自分が悪かったと反省する場合、反省のベクトルは自分に向かいます。他の人に悪いことをしてしまったことを反省し、謝罪した場合、謝罪のベクトルは自分から他の人に向かいます。反省のベクトルと謝罪のベクトルとは方向が違うのです。反省と謝罪は普通、人と人との関係において起こります。方向は違いますが、両方とも横の関係で起こります。
反省はしてもなかなか謝罪ができないのが、人間の本性のように思います。この傾向は子ども時代に自我の目覚めとともに始まります。四~五歳になると、悪いことをして、親が「謝りなさい」といってもなかなか謝りません。反省していることは表情からわかるのですが、謝罪がなかなかできません。これは大人になっても続きます。「謝りさえすれば問題は解決するのに……ということがこの世にはなんと多いことでしょうか。反省という内向きの方向性が、謝罪という外向きの方向性をとったとき、初めて本当の反省になるのではないでしょうか。
今新聞紙上では、安倍首相が戦争中の日本の侵略行為を謝罪するかどうかが問題になっています。彼は、反省という言葉はよく使いますが、決して「謝罪する」とは言いません。謝罪という言葉は政治的には、日本を外交的に不利な立場に追い込むからというのがその理由のようです。謝罪は人と人との関係でも、国と国との関係でもとても重要な位置を占めます。
「反省」とよく似た言葉に、「悔い改め」という言葉があります。「罪を悔い改める」というように使います。悔い改めも内へ向かうベクトルですが、反省が横の関係で起こるのに対して、悔い改めは縦の関係で起こります。反省は人から自分へのベクトルですが、悔い改めは神(絶対者)から自分へのベクトルと言えるでしょう。反省が謝罪という形で人へ向かうのに対して、悔い改めは行動の変容という形で神に向かいます。
その一例を挙げてみます。末期患者の心理的変化を研究したキューブラー・ロスは、その一つに「取引」があると述べています。この取引は人と神との間で起こります。自分でも治らないのではないかと感じ始めた患者は、様々な心理的葛藤を経験します。自分が不信仰で、あまり教会へも行かなかったので、こんなことになったのではないか、と悔い改めて教会へ通い出します。そのこころには教会へ通いますから病気を治してくださいという、神との取引が存在する、とロスは述べます。本当の悔い改めは行動を伴います。このように本当の反省は謝罪という行動を伴い、本当の悔い改めは行動の変容を伴います。
方向性という切り口で私たちの日常生活を見ていくと、それが行動という形で完成したり、未完成に終わったりすることが多々あります。

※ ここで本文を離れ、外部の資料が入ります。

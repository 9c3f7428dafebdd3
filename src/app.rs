use std::io;
use std::path::PathBuf;
use std::sync::mpsc::{Receiver, TryRecvError};
use std::thread;
use std::time::{Duration, Instant};

use log::{info, warn};

use crate::config::TICK_INTERVAL;
use crate::error::AppError;
use crate::game::{GameOverSummary, GameState, GameStatus, Snapshot};
use crate::input::{Intent, latest_legal_turn};
use crate::score::export_score_token;

/// Drawing capability the tick loop calls into.
pub trait Presenter {
    /// Draws one frame of a running session.
    fn present(&mut self, snapshot: &Snapshot<'_>) -> io::Result<()>;

    /// Draws the game-over panel; called once per finished session.
    fn present_game_over(
        &mut self,
        snapshot: &Snapshot<'_>,
        summary: &GameOverSummary,
    ) -> io::Result<()>;
}

#[derive(Debug, Clone, Copy, Eq, PartialEq)]
enum Flow {
    Continue,
    Exit,
}

/// Single owner of the session; intents arrive over a channel.
pub struct App<P> {
    state: GameState,
    presenter: P,
    intents: Receiver<Intent>,
    token_path: PathBuf,
    tick_interval: Duration,
}

impl<P: Presenter> App<P> {
    #[must_use]
    pub fn new(
        state: GameState,
        presenter: P,
        intents: Receiver<Intent>,
        token_path: PathBuf,
    ) -> Self {
        Self {
            state,
            presenter,
            intents,
            token_path,
            tick_interval: TICK_INTERVAL,
        }
    }

    #[must_use]
    pub fn state(&self) -> &GameState {
        &self.state
    }

    /// Runs ticks until the player quits or declines another round.
    pub fn run(&mut self) -> Result<(), AppError> {
        info!("session started on {:?}", self.state.bounds());
        self.presenter.present(&self.state.snapshot(Instant::now()))?;

        loop {
            let flow = match self.state.status {
                GameStatus::Running => self.run_tick()?,
                GameStatus::GameOver => self.await_decision()?,
            };

            if flow == Flow::Exit {
                return Ok(());
            }
        }
    }

    fn run_tick(&mut self) -> Result<Flow, AppError> {
        let pending = match self.drain_intents() {
            Some(pending) => pending,
            None => return Ok(Flow::Exit),
        };

        if let Some(direction) = latest_legal_turn(self.state.snake.direction(), pending) {
            self.state.steer(direction);
        }

        self.state.tick();

        if self.state.is_game_over() {
            self.finish_session()?;
            return Ok(Flow::Continue);
        }

        self.presenter.present(&self.state.snapshot(Instant::now()))?;
        thread::sleep(self.tick_interval);
        Ok(Flow::Continue)
    }

    /// Collects everything queued since the last tick. `None` means quit.
    fn drain_intents(&mut self) -> Option<Vec<Intent>> {
        let mut pending = Vec::new();
        loop {
            match self.intents.try_recv() {
                Ok(Intent::Quit) => return None,
                Ok(intent) => pending.push(intent),
                Err(TryRecvError::Empty | TryRecvError::Disconnected) => return Some(pending),
            }
        }
    }

    fn finish_session(&mut self) -> Result<(), AppError> {
        let mut summary = self.state.summary();
        match export_score_token(&self.token_path, summary.score) {
            Ok(token) => {
                info!("score token written to {}", self.token_path.display());
                summary.token = Some(token);
            }
            Err(error) => warn!("{error}"),
        }

        let snapshot = self.state.snapshot(Instant::now());
        self.presenter.present_game_over(&snapshot, &summary)?;
        Ok(())
    }

    /// Blocks for the next intent; only confirm, decline and quit matter here.
    fn await_decision(&mut self) -> Result<Flow, AppError> {
        let Ok(intent) = self.intents.recv() else {
            return Ok(Flow::Exit);
        };

        match intent {
            Intent::Confirm => {
                self.state.restart();
                self.presenter.present(&self.state.snapshot(Instant::now()))?;
                Ok(Flow::Continue)
            }
            Intent::Decline | Intent::Quit => Ok(Flow::Exit),
            Intent::Move(_) => Ok(Flow::Continue),
        }
    }
}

内なる思いだけでなく、その思いが行動としても表に出るかどうかで、その人の評価が決まることが多くあります。
感性の研究をしている人から聞いた話ですが、感性の三要素というのがあり、それは気づき、感動、行動だそうです。あることに気づき、感動するだけでは感性が豊かだとは言えず、感動に基づいた何らかの行動がないと感性は完成しないということです。
このように見ていくと、「行いのない信仰はむなしい」(ヤコブ二・二〇)という聖書の言葉の重みが伝わってきます。